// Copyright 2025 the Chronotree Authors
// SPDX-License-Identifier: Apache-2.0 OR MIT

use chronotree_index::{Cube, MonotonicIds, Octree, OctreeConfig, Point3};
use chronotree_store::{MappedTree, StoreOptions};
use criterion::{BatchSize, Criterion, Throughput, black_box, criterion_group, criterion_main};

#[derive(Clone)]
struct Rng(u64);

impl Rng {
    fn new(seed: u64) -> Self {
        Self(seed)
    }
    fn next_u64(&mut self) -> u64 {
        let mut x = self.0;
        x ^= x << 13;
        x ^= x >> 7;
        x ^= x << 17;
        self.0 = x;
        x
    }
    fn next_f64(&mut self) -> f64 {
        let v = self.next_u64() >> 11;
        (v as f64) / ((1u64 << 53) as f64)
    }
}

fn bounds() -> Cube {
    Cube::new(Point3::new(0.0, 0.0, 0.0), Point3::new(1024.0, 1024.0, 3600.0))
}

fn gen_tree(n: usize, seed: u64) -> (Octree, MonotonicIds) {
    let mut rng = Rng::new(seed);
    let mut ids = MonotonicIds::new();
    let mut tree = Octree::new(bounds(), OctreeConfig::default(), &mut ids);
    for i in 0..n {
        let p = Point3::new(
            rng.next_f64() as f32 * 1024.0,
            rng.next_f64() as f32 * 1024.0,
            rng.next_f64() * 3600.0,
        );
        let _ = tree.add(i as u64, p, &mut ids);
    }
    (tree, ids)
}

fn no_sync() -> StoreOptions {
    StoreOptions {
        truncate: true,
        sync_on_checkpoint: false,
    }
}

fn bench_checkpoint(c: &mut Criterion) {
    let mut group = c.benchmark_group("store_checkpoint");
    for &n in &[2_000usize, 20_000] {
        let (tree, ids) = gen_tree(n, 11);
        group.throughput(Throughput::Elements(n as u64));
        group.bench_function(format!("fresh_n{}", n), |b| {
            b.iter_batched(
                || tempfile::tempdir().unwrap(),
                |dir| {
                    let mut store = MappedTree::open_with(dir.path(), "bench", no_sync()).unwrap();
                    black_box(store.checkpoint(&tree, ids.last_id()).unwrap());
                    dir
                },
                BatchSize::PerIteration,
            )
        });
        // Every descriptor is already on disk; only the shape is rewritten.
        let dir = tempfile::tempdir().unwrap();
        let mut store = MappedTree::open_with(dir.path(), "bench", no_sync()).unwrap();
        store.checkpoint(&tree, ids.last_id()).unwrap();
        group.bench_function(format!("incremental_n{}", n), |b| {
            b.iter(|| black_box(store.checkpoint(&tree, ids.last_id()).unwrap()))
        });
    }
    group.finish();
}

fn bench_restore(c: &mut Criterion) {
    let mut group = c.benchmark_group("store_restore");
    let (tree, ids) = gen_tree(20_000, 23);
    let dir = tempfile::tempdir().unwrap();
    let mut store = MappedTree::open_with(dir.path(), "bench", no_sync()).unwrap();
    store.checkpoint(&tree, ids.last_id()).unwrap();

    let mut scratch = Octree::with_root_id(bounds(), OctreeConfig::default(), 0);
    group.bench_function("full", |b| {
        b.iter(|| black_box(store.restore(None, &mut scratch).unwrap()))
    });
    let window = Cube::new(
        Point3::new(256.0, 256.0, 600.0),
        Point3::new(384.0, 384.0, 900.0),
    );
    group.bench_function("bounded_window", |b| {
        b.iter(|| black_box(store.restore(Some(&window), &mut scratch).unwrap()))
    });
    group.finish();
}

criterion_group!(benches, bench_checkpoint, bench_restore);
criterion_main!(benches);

....................

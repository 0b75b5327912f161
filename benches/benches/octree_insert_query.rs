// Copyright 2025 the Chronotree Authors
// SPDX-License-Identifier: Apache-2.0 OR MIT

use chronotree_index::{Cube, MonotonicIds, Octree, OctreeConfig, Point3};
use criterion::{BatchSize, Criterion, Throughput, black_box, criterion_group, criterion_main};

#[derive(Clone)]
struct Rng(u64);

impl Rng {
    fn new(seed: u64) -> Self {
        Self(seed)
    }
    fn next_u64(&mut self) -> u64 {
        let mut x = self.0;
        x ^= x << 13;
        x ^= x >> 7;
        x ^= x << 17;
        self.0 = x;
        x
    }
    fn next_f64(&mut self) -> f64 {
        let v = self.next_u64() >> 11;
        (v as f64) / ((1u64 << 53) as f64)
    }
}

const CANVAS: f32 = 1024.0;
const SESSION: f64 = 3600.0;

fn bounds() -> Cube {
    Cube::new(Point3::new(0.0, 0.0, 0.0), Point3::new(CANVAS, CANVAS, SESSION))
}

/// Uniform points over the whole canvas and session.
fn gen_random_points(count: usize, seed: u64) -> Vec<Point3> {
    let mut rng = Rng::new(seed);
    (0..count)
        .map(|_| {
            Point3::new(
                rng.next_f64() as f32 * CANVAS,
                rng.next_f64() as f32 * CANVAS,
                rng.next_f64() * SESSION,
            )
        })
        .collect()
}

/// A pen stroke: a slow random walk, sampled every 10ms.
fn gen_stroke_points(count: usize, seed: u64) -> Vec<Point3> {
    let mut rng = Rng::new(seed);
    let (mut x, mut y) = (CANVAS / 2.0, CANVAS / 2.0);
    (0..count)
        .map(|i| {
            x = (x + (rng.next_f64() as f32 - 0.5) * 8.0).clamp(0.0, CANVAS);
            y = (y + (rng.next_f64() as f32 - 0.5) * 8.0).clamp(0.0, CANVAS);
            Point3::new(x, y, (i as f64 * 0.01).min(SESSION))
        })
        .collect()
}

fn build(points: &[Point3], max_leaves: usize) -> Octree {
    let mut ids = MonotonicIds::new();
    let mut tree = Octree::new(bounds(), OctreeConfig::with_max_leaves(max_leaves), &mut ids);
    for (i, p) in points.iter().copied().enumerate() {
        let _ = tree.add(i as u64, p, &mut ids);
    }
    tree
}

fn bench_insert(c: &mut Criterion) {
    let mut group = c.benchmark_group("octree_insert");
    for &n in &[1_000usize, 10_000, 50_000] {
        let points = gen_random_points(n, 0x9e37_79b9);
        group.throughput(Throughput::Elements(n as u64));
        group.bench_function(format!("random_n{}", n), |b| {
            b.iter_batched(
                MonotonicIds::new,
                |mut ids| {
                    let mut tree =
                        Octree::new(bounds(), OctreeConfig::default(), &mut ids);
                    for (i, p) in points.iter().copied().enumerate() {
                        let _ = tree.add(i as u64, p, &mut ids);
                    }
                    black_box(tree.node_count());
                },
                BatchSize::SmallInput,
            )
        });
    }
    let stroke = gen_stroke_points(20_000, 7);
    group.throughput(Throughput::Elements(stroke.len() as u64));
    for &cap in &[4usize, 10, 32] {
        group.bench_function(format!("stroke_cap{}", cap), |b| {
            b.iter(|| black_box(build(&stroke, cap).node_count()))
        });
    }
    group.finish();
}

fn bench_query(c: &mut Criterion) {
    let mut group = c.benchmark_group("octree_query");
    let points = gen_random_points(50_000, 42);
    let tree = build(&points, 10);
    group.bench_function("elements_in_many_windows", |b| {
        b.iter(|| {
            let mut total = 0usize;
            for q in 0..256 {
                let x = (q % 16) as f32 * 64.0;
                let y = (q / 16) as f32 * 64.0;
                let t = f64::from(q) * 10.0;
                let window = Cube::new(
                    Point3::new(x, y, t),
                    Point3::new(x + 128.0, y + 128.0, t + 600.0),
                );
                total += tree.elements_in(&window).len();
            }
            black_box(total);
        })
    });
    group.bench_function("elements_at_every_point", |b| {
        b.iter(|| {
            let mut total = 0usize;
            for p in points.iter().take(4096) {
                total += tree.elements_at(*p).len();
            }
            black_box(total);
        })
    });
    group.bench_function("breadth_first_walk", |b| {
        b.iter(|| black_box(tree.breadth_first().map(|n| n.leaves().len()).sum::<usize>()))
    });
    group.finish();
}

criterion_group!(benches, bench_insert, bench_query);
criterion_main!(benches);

....................

> _DIRECTIONS_: Select every line in the material above where the string "default" occurs, and copy it.

> _RESULT OF THE EXERCISE_:
    let mut tree = Octree::new(bounds(), OctreeConfig::default(), &mut ids);
    let mut scratch = Octree::with_root_id(bounds(), OctreeConfig::default(), 0);
                        Octree::new(bounds(), OctreeConfig::default(), &mut ids);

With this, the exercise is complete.